Task objective:
In the records below, find the lines that include "Observer" and copy each.

Dataset entries
>>>>

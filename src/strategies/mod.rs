// Copyright (c) 2026 Bountyy Oy. All rights reserved.
// This software is proprietary and confidential.

/**
 * Upload Bypass Strategies
 * Closed set of filter bypass techniques, ranked and executed by the director
 * © 2026 Bountyy Oy
 */

pub mod case_manipulation;
pub mod common;
pub mod content_type;
pub mod double_extension;
pub mod htaccess;
pub mod magic_bytes;
pub mod null_byte;

use async_trait::async_trait;

use crate::analysis::HypothesisName;
use crate::config::PayloadSettings;
use crate::context::AttackContext;
use crate::errors::TransportError;
use crate::http_client::Transport;
use crate::observer::Observer;
use crate::types::StrategyStatus;

pub use case_manipulation::CaseManipulation;
pub use content_type::ContentTypeOverride;
pub use double_extension::DoubleExtension;
pub use htaccess::HtaccessUpload;
pub use magic_bytes::MagicBytes;
pub use null_byte::NullByte;

/// Technology a strategy needs. `version_max` is exclusive, `version_min`
/// inclusive.
#[derive(Debug, Clone, Copy, PartialEq, Eq, Default)]
pub struct TechRequirements {
    pub language: Option<&'static str>,
    pub version_min: Option<&'static str>,
    pub version_max: Option<&'static str>,
}

#[derive(Debug, Clone, Copy, PartialEq)]
pub struct StrategyMetadata {
    pub name: &'static str,
    pub description: &'static str,
    pub targets_hypotheses: &'static [HypothesisName],
    pub tech_requirements: TechRequirements,
    pub confidence_gain: Option<f64>,
}

/// What a strategy may use while it runs.
pub struct StrategyTools<'a> {
    pub transport: &'a dyn Transport,
    pub observer: &'a mut Observer,
    pub payload: &'a PayloadSettings,
}

#[async_trait]
pub trait Strategy: Send + Sync {
    fn metadata(&self) -> &'static StrategyMetadata;

    fn name(&self) -> &'static str {
        self.metadata().name
    }

    fn applicable(&self, _context: &AttackContext) -> bool {
        true
    }

    /// Run the technique. Observations go straight into `context`; a
    /// transport error ends the attempt.
    async fn execute(
        &self,
        context: &mut AttackContext,
        tools: &mut StrategyTools<'_>,
    ) -> Result<StrategyStatus, TransportError>;
}

/// Every strategy the director can pick from.
#[derive(Debug, Clone, Copy, PartialEq, Eq)]
pub enum UploadStrategy {
    Htaccess(HtaccessUpload),
    NullByte(NullByte),
    DoubleExtension(DoubleExtension),
    MagicBytes(MagicBytes),
    ContentType(ContentTypeOverride),
    CaseManipulation(CaseManipulation),
}

impl UploadStrategy {
    /// All strategies in registry order. Ranking ties resolve in this order.
    pub fn registry() -> Vec<UploadStrategy> {
        vec![
            UploadStrategy::Htaccess(HtaccessUpload),
            UploadStrategy::NullByte(NullByte),
            UploadStrategy::DoubleExtension(DoubleExtension),
            UploadStrategy::MagicBytes(MagicBytes),
            UploadStrategy::ContentType(ContentTypeOverride),
            UploadStrategy::CaseManipulation(CaseManipulation),
        ]
    }

    pub fn by_name(name: &str) -> Option<UploadStrategy> {
        Self::registry().into_iter().find(|s| s.name() == name)
    }

    fn inner(&self) -> &dyn Strategy {
        match self {
            UploadStrategy::Htaccess(s) => s,
            UploadStrategy::NullByte(s) => s,
            UploadStrategy::DoubleExtension(s) => s,
            UploadStrategy::MagicBytes(s) => s,
            UploadStrategy::ContentType(s) => s,
            UploadStrategy::CaseManipulation(s) => s,
        }
    }
}

#[async_trait]
impl Strategy for UploadStrategy {
    fn metadata(&self) -> &'static StrategyMetadata {
        self.inner().metadata()
    }

    fn applicable(&self, context: &AttackContext) -> bool {
        self.inner().applicable(context)
    }

    async fn execute(
        &self,
        context: &mut AttackContext,
        tools: &mut StrategyTools<'_>,
    ) -> Result<StrategyStatus, TransportError> {
        self.inner().execute(context, tools).await
    }
}
// Copyright (c) 2026 Bountyy Oy. All rights reserved.
// This software is proprietary and confidential.

/**
 * Upload Intelligence - Upload Filter Bypass Prober
 * Standalone CLI for authorized upload endpoint assessment
 *
 * Features:
 * - Baseline and probe uploads to learn the filter
 * - Hypothesis-driven strategy ranking
 * - Bounded attack loop with early stop
 * - Optional lab login
 *
 * (c) 2026 Bountyy Oy
 */

use anyhow::{Context, Result};
use clap::{Parser, Subcommand, ValueEnum};
use std::path::PathBuf;
use std::sync::Arc;
use tracing::{error, info, warn};
use tracing_subscriber::EnvFilter;
use url::Url;
use validator::Validate;

use upload_intel::auth::{LabAuthenticator, LoginCredentials};
use upload_intel::config::{load_config_with_overrides, AppConfig};
use upload_intel::errors::ScanError;
use upload_intel::http_client::HttpClient;
use upload_intel::types::ScanResult;
use upload_intel::Director;

/// Upload Intelligence - confidence-guided upload filter bypass prober
#[derive(Parser)]
#[command(name = "upload-intel")]
#[command(author = "Bountyy Oy <info@bountyy.fi>")]
#[command(version)]
#[command(about = "Probe an upload endpoint and adaptively bypass its filters.", long_about = None)]
#[command(propagate_version = true)]
struct Cli {
    #[command(subcommand)]
    command: Commands,

    /// Enable debug output
    #[arg(short, long, global = true)]
    verbose: bool,

    /// Log output format
    #[arg(long, global = true, value_enum)]
    log_format: Option<LogFormat>,

    /// Configuration file path (YAML, TOML or JSON)
    #[arg(short, long, global = true)]
    config: Option<PathBuf>,
}

#[derive(Subcommand)]
enum Commands {
    /// Scan an upload endpoint
    Scan {
        /// Upload endpoint URL
        #[arg(short, long)]
        url: String,

        /// Base URL for locating stored files (defaults to the upload URL's origin)
        #[arg(long)]
        base_url: Option<String>,

        /// Session cookie value or full `name=value` pair
        #[arg(long, conflicts_with = "auto_login")]
        cookie: Option<String>,

        /// Log in at {base}/login before scanning
        #[arg(long)]
        auto_login: bool,

        #[arg(long, default_value = "wiener", requires = "auto_login")]
        username: String,

        #[arg(long, default_value = "peter", requires = "auto_login")]
        password: String,

        /// File the execution payload should print
        #[arg(long)]
        read_file: Option<String>,

        /// Maximum strategy attempts
        #[arg(long)]
        max_attempts: Option<usize>,

        /// Print the result as JSON
        #[arg(long)]
        json: bool,
    },
}

#[derive(Copy, Clone, PartialEq, Eq, ValueEnum)]
enum LogFormat {
    Text,
    Json,
}

fn main() -> Result<()> {
    let cli = Cli::parse();

    let mut config = load_config_with_overrides(cli.config.as_deref())
        .context("Failed to load configuration")?;
    if let Some(format) = cli.log_format {
        config.observability.log_json = format == LogFormat::Json;
    }
    init_logging(&config, cli.verbose);

    // Strategies run strictly one after another
    let runtime = tokio::runtime::Builder::new_current_thread()
        .enable_all()
        .build()?;

    let succeeded = runtime.block_on(async_main(cli.command, config))?;
    std::process::exit(if succeeded { 0 } else { 1 });
}

fn init_logging(config: &AppConfig, verbose: bool) {
    let default_level = if verbose {
        "debug"
    } else {
        config.observability.log_level.as_str()
    };
    let filter = EnvFilter::try_from_default_env().unwrap_or_else(|_| EnvFilter::new(default_level));

    if config.observability.log_json {
        tracing_subscriber::fmt()
            .json()
            .with_env_filter(filter)
            .with_target(false)
            .init();
    } else {
        tracing_subscriber::fmt()
            .with_env_filter(filter)
            .with_target(false)
            .with_thread_ids(false)
            .init();
    }
}

async fn async_main(command: Commands, mut config: AppConfig) -> Result<bool> {
    match command {
        Commands::Scan {
            url,
            base_url,
            cookie,
            auto_login,
            username,
            password,
            read_file,
            max_attempts,
            json,
        } => {
            if let Some(path) = read_file {
                config.payload.read_file = Some(path);
            }
            if let Some(max) = max_attempts {
                config.director.max_attempts = max;
            }
            config.validate().context("Invalid scan settings")?;

            let base_url = match base_url {
                Some(base) => base.trim_end_matches('/').to_string(),
                None => origin_of(&url)?,
            };

            let session = if auto_login {
                let authenticator = LabAuthenticator::new(&config.http);
                let credentials = LoginCredentials::new(&username, &password);
                Some(
                    authenticator
                        .login(&base_url, &credentials)
                        .await
                        .map_err(|e| ScanError::Authentication(format!("{:#}", e)))?,
                )
            } else {
                cookie
            };
            if session.is_none() {
                warn!("No session cookie supplied; the upload form may require login");
            }

            let client = HttpClient::with_config(&url, &config.http, session.as_deref())
                .context("Failed to create HTTP client")?;
            let mut director = Director::new(&url, &base_url, Arc::new(client), &config)?;

            let result = tokio::select! {
                result = director.run() => result,
                _ = tokio::signal::ctrl_c() => {
                    error!("Interrupted");
                    return Err(ScanError::Interrupted.into());
                }
            };

            if json {
                println!("{}", serde_json::to_string_pretty(&result)?);
            } else {
                print_report(&result);
                println!();
                println!("{}", director.intelligence_report());
            }

            Ok(result.vulnerabilities_found)
        }
    }
}

fn origin_of(url: &str) -> Result<String> {
    let parsed = Url::parse(url).with_context(|| format!("Invalid upload URL: {}", url))?;
    Ok(parsed.origin().ascii_serialization())
}

fn print_report(result: &ScanResult) {
    println!("=== Scan Result ===");
    if result.vulnerabilities_found {
        info!("[SUCCESS] Upload filter bypassed");
        println!(
            "Bypass: {}",
            result.successful_strategy.as_deref().unwrap_or("unknown")
        );
    } else {
        println!("Bypass: none");
    }
    if let Some(secret) = &result.secret_extracted {
        println!("Secret: {}", secret);
    }
    println!("Attack state: {}", result.attack_state.as_str());
    println!("Strategies tried: {}", result.strategies_tried);
    println!("Observations: {}", result.observations_count);
    for (name, status) in &result.strategy_results {
        println!("  {:<24} {}", name, status);
    }
}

<<<<

The completed task:
use crate::observer::Observer;
    pub observer: &'a mut Observer,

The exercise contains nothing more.